Can we really blame 22% of students for wanting to do something with their money other than dig a hole?
US Federal Reserve chairman has stated to the Senate banking committee that student loan-indebtedness may even threaten the health of the US economy;
“As this goes on and as student loans continue to grow and become larger and larger, then it absolutely could hold back growth.”
Could young people’s interest in crypto, one of the hottest investment sectors currently, be something other than just foolish or trendy?
The young are not the only ones interested in this new (and risky) asset class.

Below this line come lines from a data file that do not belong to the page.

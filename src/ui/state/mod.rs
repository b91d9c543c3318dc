// SPDX-License-Identifier: MPL-2.0
//! UI state that outlives a single view call.

pub mod gesture;

pub use gesture::{GestureUpdate, PointerGesture, PointerId};
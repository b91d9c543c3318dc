// SPDX-License-Identifier: MPL-2.0
//! Video playback engine for DiceBench.
//!
//! This module provides clip playback using FFmpeg for decoding on a
//! background thread, and the controller that drives it from the UI.

pub mod controller;
mod decoder;
pub mod transport;

pub use controller::PlaybackController;
pub use decoder::{DecoderCommand, EVENT_CHANNEL_CAPACITY};
pub use transport::{ffmpeg_transport, FfmpegTransport};
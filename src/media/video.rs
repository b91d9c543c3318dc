// SPDX-License-Identifier: MPL-2.0
//! FFmpeg setup and clip probing.

use crate::domain::video::VideoMetadata;
use crate::error::VideoError;
use std::path::Path;
use std::sync::Once;
use std::time::Duration;

/// Static flag to ensure FFmpeg is initialized only once.
static FFMPEG_INIT: Once = Once::new();

/// Initialize FFmpeg with appropriate log level.
///
/// Safe to call multiple times; initialization only happens once. The log
/// level is set to ERROR so container warnings do not flood stderr.
pub fn init_ffmpeg() -> Result<(), VideoError> {
    let mut init_result = Ok(());

    FFMPEG_INIT.call_once(|| {
        if let Err(e) = ffmpeg_next::init() {
            init_result = Err(VideoError::Other(format!(
                "FFmpeg initialization failed: {e}"
            )));
            return;
        }

        // SAFETY: av_log_set_level is thread-safe and only affects logging
        unsafe {
            ffmpeg_next::ffi::av_log_set_level(ffmpeg_next::ffi::AV_LOG_ERROR);
        }
    });

    init_result
}

/// Reads dimensions, duration and frame rate of the best video stream.
pub fn read_metadata<P: AsRef<Path>>(path: P) -> Result<VideoMetadata, VideoError> {
    init_ffmpeg()?;

    let ictx = ffmpeg_next::format::input(&path)
        .map_err(|e| VideoError::from_message(&format!("Failed to open video file: {e}")))?;

    let stream = ictx
        .streams()
        .best(ffmpeg_next::media::Type::Video)
        .ok_or(VideoError::NoVideoStream)?;

    let context = ffmpeg_next::codec::context::Context::from_parameters(stream.parameters())
        .map_err(|e| VideoError::from_message(&format!("Failed to create codec context: {e}")))?;
    let decoder = context
        .decoder()
        .video()
        .map_err(|e| VideoError::from_message(&format!("Failed to create video decoder: {e}")))?;

    let (width, height) = (decoder.width(), decoder.height());
    if width == 0 || height == 0 {
        return Err(VideoError::CorruptedFile);
    }

    let duration_secs = if stream.duration() > 0 {
        let time_base = stream.time_base();
        stream.duration() as f64 * f64::from(time_base.numerator())
            / f64::from(time_base.denominator())
    } else if ictx.duration() > 0 {
        // Fallback to container duration
        ictx.duration() as f64 / f64::from(ffmpeg_next::ffi::AV_TIME_BASE)
    } else {
        0.0
    };

    let fps = {
        let rate = stream.avg_frame_rate();
        if rate.denominator() == 0 {
            0.0
        } else {
            f64::from(rate.numerator()) / f64::from(rate.denominator())
        }
    };

    Ok(VideoMetadata::new(
        width,
        height,
        Duration::from_secs_f64(duration_secs.max(0.0)),
        fps,
    ))
}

Speaking March 15th, 2018, at The Economic Club of New York, heavily Bitcoin-invested tech billionaire Peter Theil compared Bitcoin to gold, said it is good as a store of value, and said,
“I would be sort of long on Bitcoin and neutral to skeptical on just about everything else.”
“I’m not sure that I would encourage people right now to run out and buy these cryptocurrencies…(but) probability-weighted, (Bitcoin) is good. There are a lot of deeply crazy, unhealthy elements…at the same time it strikes me as deeply contrarian,” said Theil.
Cryptocurrencies and tokens are innovations in finance evolving almost as fast as the tech they underwrite. Risky ICO models are now being challenged by new, arguably better models such as the DAICO (Distributed Autonomous Initial Coin Offering) a funding construct recently put forward by Vitalik Buterin, who invented the cryptocurrency Ethereum, second only to Bitcoin, in 2013, when he was 19 years old. (Buterin received a Thiel Fellowship Award in 2014).
The youth of today understand tech better than most of us; it is a language they speak. If we listen to rather than condescend to them, we might learn something. If they get investing skin in the game early, learn from their mistakes, invest partly in Bitcoin instead of prodigiously in beer, they might even pay off their loans and then some.
“You are supposed to learn something in college,” bellows Crudele.